**Work to complete**
Determine the number of lines in the entries below in which the word "SecretString" appears, and reply with that number only.

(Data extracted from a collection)

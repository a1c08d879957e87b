//! Application services
//!
//! The collectors driven by the node daemons, the deferred-write path they
//! all share, and the dashboard read models including the cached weather
//! and location panels.

pub mod alert_throttle;
pub mod dashboard_service;
pub mod db_manager;
pub mod health_service;
pub mod notification_service;
pub mod polling;
pub mod quote_service;
pub mod sensor_service;
pub mod solar_service;
pub mod sweeper;
pub mod weather_service;

pub use alert_throttle::AlertThrottle;
pub use dashboard_service::{
    DashboardService, NodeStatsView, NotificationView, NotificationsView, QuoteView, SensorView,
    SolarView, current_time,
};
pub use db_manager::{DbManager, WriteOutcome};
pub use health_service::HealthService;
pub use notification_service::NotificationService;
pub use polling::{AttemptPolicy, Collector, CycleOutcome, PollSchedule, PollingDaemon};
pub use quote_service::QuoteService;
pub use sensor_service::SensorService;
pub use solar_service::SolarService;
pub use sweeper::{PendingWriteSweeper, SweepReport};
pub use weather_service::{ForecastView, WeatherService, WeatherView};
//! PiHome dashboard server
//!
//! Serves the dashboard JSON endpoints over the solar, sensor, report and
//! quote databases, plus the weather and location lookups.

use std::{sync::Arc, time::Duration};

use anyhow::Context;
use application::ports::{SecretStorePort, StoreTarget, TableStoreFactory};
use application::{DashboardService, DbManager, WeatherService};
use infrastructure::{
    AppConfig, IpinfoAdapter, OpenWeatherAdapter, VaultSecretStore, init_logging, store_factory,
};
use presentation_http::{routes, serve_with_drain_timeout, state::AppState};
use tokio::{net::TcpListener, signal};
use tower::ServiceBuilder;
use tower_http::{
    cors::{Any, CorsLayer},
    services::ServeDir,
    trace::TraceLayer,
};
use tracing::info;

/// Name the dashboard connects to each database as
const APPLICATION_NAME: &str = "PiHomeWeb";

async fn open(stores: &dyn TableStoreFactory, database: &str) -> anyhow::Result<Arc<DbManager>> {
    let target = StoreTarget::new(database).with_application_name(APPLICATION_NAME);
    let store = stores
        .open(&target)
        .await
        .with_context(|| format!("Could not open the {database} database"))?;
    Ok(Arc::new(DbManager::new(store, target)))
}

#[tokio::main]
async fn main() -> anyhow::Result<()> {
    let config = AppConfig::load().context("Failed to load configuration")?;
    init_logging(&config.logging)?;

    info!("PiHome dashboard v{} starting", env!("CARGO_PKG_VERSION"));
    info!(
        host = %config.server.host,
        port = %config.server.port,
        "Configuration loaded"
    );

    let vault = VaultSecretStore::connect_with_retry(&config.vault)
        .await
        .context("Could not connect to vault")?;
    let secrets: Arc<dyn SecretStorePort> = Arc::new(vault);
    let stores = store_factory(&config.database, Arc::clone(&secrets))
        .await
        .context("Could not set up the database connections")?;

    let dashboard = DashboardService::new(
        open(stores.as_ref(), "solar").await?,
        open(stores.as_ref(), "sensor").await?,
        open(stores.as_ref(), "report").await?,
        open(stores.as_ref(), "quote").await?,
    );
    let forecasts = OpenWeatherAdapter::with_config(config.weather.clone(), Arc::clone(&secrets))
        .context("Could not set up the weather client")?;
    let locator = IpinfoAdapter::with_config(config.ipinfo.clone(), secrets)
        .context("Could not set up the location client")?;
    let weather = WeatherService::new(Arc::new(forecasts), Arc::new(locator));
    let state = AppState::new(Arc::new(dashboard), Arc::new(weather));

    let mut app = routes::create_router(state);
    if let Some(dir) = &config.server.static_dir {
        info!(dir = %dir, "Serving static files under /static");
        app = app.nest_service("/static", ServeDir::new(dir));
    }
    if config.server.cors_enabled {
        app = app.layer(
            CorsLayer::new()
                .allow_origin(Any)
                .allow_methods(Any)
                .allow_headers(Any),
        );
    }
    let app = app.layer(ServiceBuilder::new().layer(TraceLayer::new_for_http()));

    let addr = config.server.bind_address();
    let listener = TcpListener::bind(&addr)
        .await
        .with_context(|| format!("Failed to bind {addr}"))?;
    info!("Server listening on http://{}", addr);

    let shutdown_timeout = Duration::from_secs(config.server.shutdown_timeout_secs.unwrap_or(30));

    serve_with_drain_timeout(listener, app, shutdown_signal(), shutdown_timeout).await?;

    info!("Server shutdown complete");
    Ok(())
}

/// Wait for SIGINT or SIGTERM
async fn shutdown_signal() {
    let ctrl_c = async {
        if let Err(e) = signal::ctrl_c().await {
            tracing::error!("Failed to install Ctrl+C handler: {}", e);
            std::future::pending::<()>().await;
        }
    };

    #[cfg(unix)]
    let terminate = async {
        match signal::unix::signal(signal::unix::SignalKind::terminate()) {
            Ok(mut signal) => {
                signal.recv().await;
            },
            Err(e) => {
                tracing::error!("Failed to install SIGTERM handler: {}", e);
                std::future::pending::<()>().await;
            },
        }
    };

    #[cfg(not(unix))]
    let terminate = std::future::pending::<()>();

    tokio::select! {
        () = ctrl_c => info!("Received Ctrl+C, initiating graceful shutdown"),
        () = terminate => info!("Received SIGTERM, initiating graceful shutdown"),
    }
}
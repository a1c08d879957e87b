//! Persistence module
//!
//! sqlx table stores for Postgres and SQLite, the per-role connection
//! factories, and the file-backed store for deferred writes.

pub mod connection;
pub mod error;
pub mod pending_writes;
pub mod sql;
pub mod table_store;

pub use connection::{
    PgStoreFactory, SqliteStoreFactory, migrate, open_sqlite, pg_connect_options, secret_path,
    store_factory,
};
pub use error::map_sqlx_error;
pub use pending_writes::FilePendingWriteStore;
pub use table_store::{PgTableStore, SqliteTableStore};
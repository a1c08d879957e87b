//! Database configuration
//!
//! Connection details for each node role live in the vault under
//! `{role}/database`; only pool tuning and the optional local SQLite
//! override come from the config file.

use std::fmt;

use secrecy::SecretString;
use serde::{Deserialize, Deserializer, Serialize};

use super::default_true;

/// Pool settings shared by every database a process opens
#[derive(Debug, Clone, Serialize, Deserialize)]
pub struct DatabaseConfig {
    /// Maximum number of concurrent connections per database
    #[serde(default = "default_max_connections")]
    pub max_connections: u32,

    /// Seconds to wait for a free (or new) connection before giving up
    #[serde(default = "default_acquire_timeout")]
    pub acquire_timeout_secs: u64,

    /// Use this SQLite database for every role instead of the vault-provided
    /// Postgres servers (e.g. `sqlite:pihome.db`)
    #[serde(default)]
    pub sqlite_url: Option<String>,

    /// Run the bundled migrations when opening a SQLite database
    #[serde(default = "default_true")]
    pub run_migrations: bool,
}

const fn default_max_connections() -> u32 {
    5
}

const fn default_acquire_timeout() -> u64 {
    10
}

impl Default for DatabaseConfig {
    fn default() -> Self {
        Self {
            max_connections: default_max_connections(),
            acquire_timeout_secs: default_acquire_timeout(),
            sqlite_url: None,
            run_migrations: true,
        }
    }
}

/// Contents of a `{role}/database` vault secret
#[derive(Clone, Deserialize)]
pub struct DatabaseSecret {
    pub hostname: String,
    pub user: String,
    pub password: SecretString,
    #[serde(default = "default_port", deserialize_with = "port_from_any")]
    pub port: u16,
    pub dbname: String,
    #[serde(default)]
    pub schema: Option<String>,
}

const fn default_port() -> u16 {
    5432
}

impl fmt::Debug for DatabaseSecret {
    fn fmt(&self, f: &mut fmt::Formatter<'_>) -> fmt::Result {
        f.debug_struct("DatabaseSecret")
            .field("hostname", &self.hostname)
            .field("user", &self.user)
            .field("port", &self.port)
            .field("dbname", &self.dbname)
            .field("schema", &self.schema)
            .finish_non_exhaustive()
    }
}

/// Vault KV values are often strings even when they hold numbers
fn port_from_any<'de, D>(deserializer: D) -> Result<u16, D::Error>
where
    D: Deserializer<'de>,
{
    #[derive(Deserialize)]
    #[serde(untagged)]
    enum Port {
        Number(u16),
        Text(String),
    }

    match Port::deserialize(deserializer)? {
        Port::Number(port) => Ok(port),
        Port::Text(text) => text
            .trim()
            .parse()
            .map_err(|_| serde::de::Error::custom(format!("invalid port: {text}"))),
    }
}

#[cfg(test)]
mod tests {
    use super::*;
    use secrecy::ExposeSecret;
    use serde_json::json;

    #[test]
    fn secret_accepts_string_port() {
        let secret: DatabaseSecret = serde_json::from_value(json!({
            "hostname": "db.lan",
            "user": "sensor",
            "password": "pw",
            "port": "5433",
            "dbname": "pihome",
            "schema": "sensor"
        }))
        .unwrap();
        assert_eq!(secret.port, 5433);
        assert_eq!(secret.password.expose_secret(), "pw");
        assert_eq!(secret.schema.as_deref(), Some("sensor"));
    }

    #[test]
    fn secret_port_defaults() {
        let secret: DatabaseSecret = serde_json::from_value(json!({
            "hostname": "db.lan",
            "user": "u",
            "password": "pw",
            "port": 5432,
            "dbname": "pihome"
        }))
        .unwrap();
        assert_eq!(secret.port, 5432);
        assert!(secret.schema.is_none());
    }

    #[test]
    fn bad_port_is_rejected() {
        let result: Result<DatabaseSecret, _> = serde_json::from_value(json!({
            "hostname": "db.lan",
            "user": "u",
            "password": "pw",
            "port": "fifty",
            "dbname": "pihome"
        }));
        assert!(result.is_err());
    }

    #[test]
    fn debug_hides_password() {
        let secret: DatabaseSecret = serde_json::from_value(json!({
            "hostname": "h", "user": "u", "password": "hunter2", "dbname": "d"
        }))
        .unwrap();
        assert!(!format!("{secret:?}").contains("hunter2"));
    }

    #[test]
    fn pool_defaults() {
        let config = DatabaseConfig::default();
        assert_eq!(config.max_connections, 5);
        assert!(config.sqlite_url.is_none());
        assert!(config.run_migrations);
    }
}
//! Containerized smoke execution
//!
//! Builds the project image with docker or podman and runs the pipeline in
//! it. The run directory is mounted so the container reads the same
//! resolved configuration as a local run.

use async_trait::async_trait;
use pxl_core::domain::manifest::ProjectManifest;
use pxl_core::domain::project::PipelineProject;
use tokio::process::Command;
use tracing::{debug, info};

use super::{CollaboratorResult, ContainerExecutor, ExecutionContext, load_manifest, pipeline_env};
use crate::process::{run_captured, run_streaming};
use crate::settings::ContainerEngine;

/// Tag given to images built for smoke tests
const SMOKE_TAG: &str = "smoke-test";

/// Mount point of the run directory inside the container
const RUN_MOUNT: &str = "/run-config";

/// Container executor driving docker or podman
pub struct EngineContainerExecutor {
    engine: ContainerEngine,
}

impl EngineContainerExecutor {
    pub fn new(engine: ContainerEngine) -> Self {
        Self { engine }
    }

    fn image(manifest: &ProjectManifest, project: &PipelineProject) -> String {
        let name = if manifest.docker.image_name.is_empty() {
            project.name.as_str()
        } else {
            manifest.docker.image_name.as_str()
        };
        format!("{}:{}", name, SMOKE_TAG)
    }

    fn container_name(project: &PipelineProject) -> String {
        format!("pxl-smoke-{}-{}", project.pipeline_type, project.name).replace('_', "-")
    }

    /// Arguments of the `run` invocation
    fn run_args(
        &self,
        ctx: &ExecutionContext<'_>,
        manifest: &ProjectManifest,
        image: &str,
        env: &[(String, String)],
    ) -> Vec<String> {
        let mut args = vec![
            "run".to_string(),
            "--rm".to_string(),
            "--name".to_string(),
            Self::container_name(ctx.project),
            "--shm-size".to_string(),
            "8g".to_string(),
        ];
        args.extend(manifest.docker.runtime_flags());

        for (key, _) in env {
            // Values are passed through the engine's environment
            args.push("-e".to_string());
            args.push(key.clone());
        }

        args.push("-v".to_string());
        args.push(format!("{}:{}:ro", ctx.run_dir.display(), RUN_MOUNT));
        args.push(image.to_string());
        args.push("--config-file".to_string());
        args.push(format!("{}/{}", RUN_MOUNT, file_name(ctx)));
        args
    }
}

fn file_name(ctx: &ExecutionContext<'_>) -> String {
    ctx.run_config_path
        .file_name()
        .map(|n| n.to_string_lossy().into_owned())
        .unwrap_or_default()
}

#[async_trait]
impl ContainerExecutor for EngineContainerExecutor {
    async fn build_and_run(&self, ctx: &ExecutionContext<'_>) -> CollaboratorResult {
        let manifest = load_manifest(ctx.workspace)?;
        let env = pipeline_env(ctx.auth)?;
        let engine = self.engine.binary();
        let image = Self::image(&manifest, ctx.project);

        info!("Building {} with {}", image, engine);
        run_captured(
            Command::new(engine)
                .args(["build", "-t", image.as_str(), "."])
                .current_dir(ctx.workspace),
            &format!("{} build", engine),
        )
        .await?;

        // Leftover container from an interrupted run
        let name = Self::container_name(ctx.project);
        if run_captured(Command::new(engine).args(["rm", "-f", name.as_str()]), "cleanup")
            .await
            .is_ok()
        {
            debug!("Removed stale container {}", name);
        }

        info!("Running smoke test in {}", image);
        run_streaming(
            Command::new(engine)
                .args(self.run_args(ctx, &manifest, &image, &env))
                .envs(env)
                .current_dir(ctx.workspace),
            &format!("{} run", engine),
        )
        .await
    }
}

#[cfg(test)]
mod tests {
    use super::*;
    use pxl_core::domain::auth::{AuthContext, Environment};
    use pxl_core::domain::config::RunConfiguration;
    use pxl_core::domain::manifest::{DockerSettings, ManifestMetadata};
    use pxl_core::domain::project::PipelineType;
    use std::path::Path;

    fn manifest(gpu: u32) -> ProjectManifest {
        ProjectManifest {
            metadata: ManifestMetadata {
                name: "pre_annotation".into(),
                pipeline_type: PipelineType::Processing,
                template: "pre_annotation".into(),
                version: "0.1.0".into(),
                description: String::new(),
                job_type: String::new(),
            },
            execution: Default::default(),
            docker: DockerSettings {
                image_name: "acme/pre-annotation".into(),
                gpu,
                ..Default::default()
            },
        }
    }

    #[test]
    fn test_run_args() {
        let project = PipelineProject::from_template(PipelineType::Processing, "pre_annotation");
        let auth = AuthContext::new("acme", Environment::Local);
        let config = RunConfiguration::default();
        let ctx = ExecutionContext {
            project: &project,
            workspace: Path::new("/ws/processing/pre_annotation"),
            run_dir: Path::new("/ws/processing/pre_annotation/runs/run2"),
            run_config_path: Path::new("/ws/processing/pre_annotation/runs/run2/run_config.toml"),
            config: &config,
            auth: &auth,
        };

        let executor = EngineContainerExecutor::new(ContainerEngine::Podman);
        let manifest = manifest(1);
        let image = EngineContainerExecutor::image(&manifest, &project);
        assert_eq!(image, "acme/pre-annotation:smoke-test");

        let env = vec![("API_TOKEN".to_string(), "secret".to_string())];
        let args = executor.run_args(&ctx, &manifest, &image, &env);

        assert_eq!(args[0], "run");
        assert!(args.contains(&"pxl-smoke-processing-pre-annotation".to_string()));
        assert!(args.contains(&"--gpus=all".to_string()));
        assert!(args.contains(&"API_TOKEN".to_string()));
        assert!(!args.iter().any(|a| a.contains("secret")));
        assert!(args.contains(
            &"/ws/processing/pre_annotation/runs/run2:/run-config:ro".to_string()
        ));
        assert_eq!(args.last().unwrap(), "/run-config/run_config.toml");
    }

    #[test]
    fn test_image_falls_back_to_project_name() {
        let project = PipelineProject::from_template(PipelineType::Training, "simple");
        let mut manifest = manifest(0);
        manifest.docker.image_name.clear();
        assert_eq!(
            EngineContainerExecutor::image(&manifest, &project),
            "simple:smoke-test"
        );
    }
}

**Result of this exercise**
2